▶ **Records**
------------------------------------------------------------

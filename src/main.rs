//! Xbar - ReRAM Crosspoint Array Estimator
//!
//! Sweeps array geometries for a cell and process technology and reports the
//! best design.
//!
//! # Usage
//!
//! ```bash
//! xbar config.json --target performance --json > best.json
//! ```

use std::io;
use std::path::PathBuf;
use std::process::ExitCode;

use clap::Parser;
use tracing::error;
use tracing_subscriber::EnvFilter;
use xbar_core::{config, explore, report, ExplorerConfig, OptimizationTarget, Result};

/// ReRAM crosspoint array estimator
#[derive(Parser, Debug)]
#[command(author, version, about, long_about = None)]
struct Args {
    /// Path to the JSON configuration (reference configuration if omitted)
    #[arg(value_name = "CONFIG_FILE")]
    config_file: Option<PathBuf>,

    /// Figure of merit to optimize (overrides the configuration)
    #[arg(short, long, value_enum)]
    target: Option<OptimizationTarget>,

    /// Print the report as JSON
    #[arg(long)]
    json: bool,

    /// Log solver progress
    #[arg(short, long)]
    verbose: bool,
}

fn init_logging(verbose: bool) {
    let default = if verbose { "xbar_core=debug" } else { "xbar_core=info" };
    let filter = EnvFilter::try_from_default_env().unwrap_or_else(|_| EnvFilter::new(default));
    tracing_subscriber::fmt()
        .with_env_filter(filter)
        .with_writer(io::stderr)
        .init();
}

fn run(args: &Args) -> Result<()> {
    let config = match &args.config_file {
        Some(path) => config::load(path)?,
        None => ExplorerConfig::reference(),
    };
    let target = args.target.unwrap_or(config.target);

    let exploration = explore(&config, target)?;

    let mut out = io::stdout().lock();
    if args.json {
        report::write_json(&mut out, &exploration)
    } else {
        report::write_text(&mut out, &exploration)
    }
}

fn main() -> ExitCode {
    let args = Args::parse();
    init_logging(args.verbose);

    match run(&args) {
        Ok(()) => ExitCode::SUCCESS,
        Err(err) => {
            error!("{err}");
            ExitCode::FAILURE
        }
    }
}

------------------------------------------------------------

▶ **Task prompt**
Which lines in the records above contain the string "process"? Copy each one.

▶ **Task solution**
//! Sweeps array geometries for a cell and process technology and reports the
use std::process::ExitCode;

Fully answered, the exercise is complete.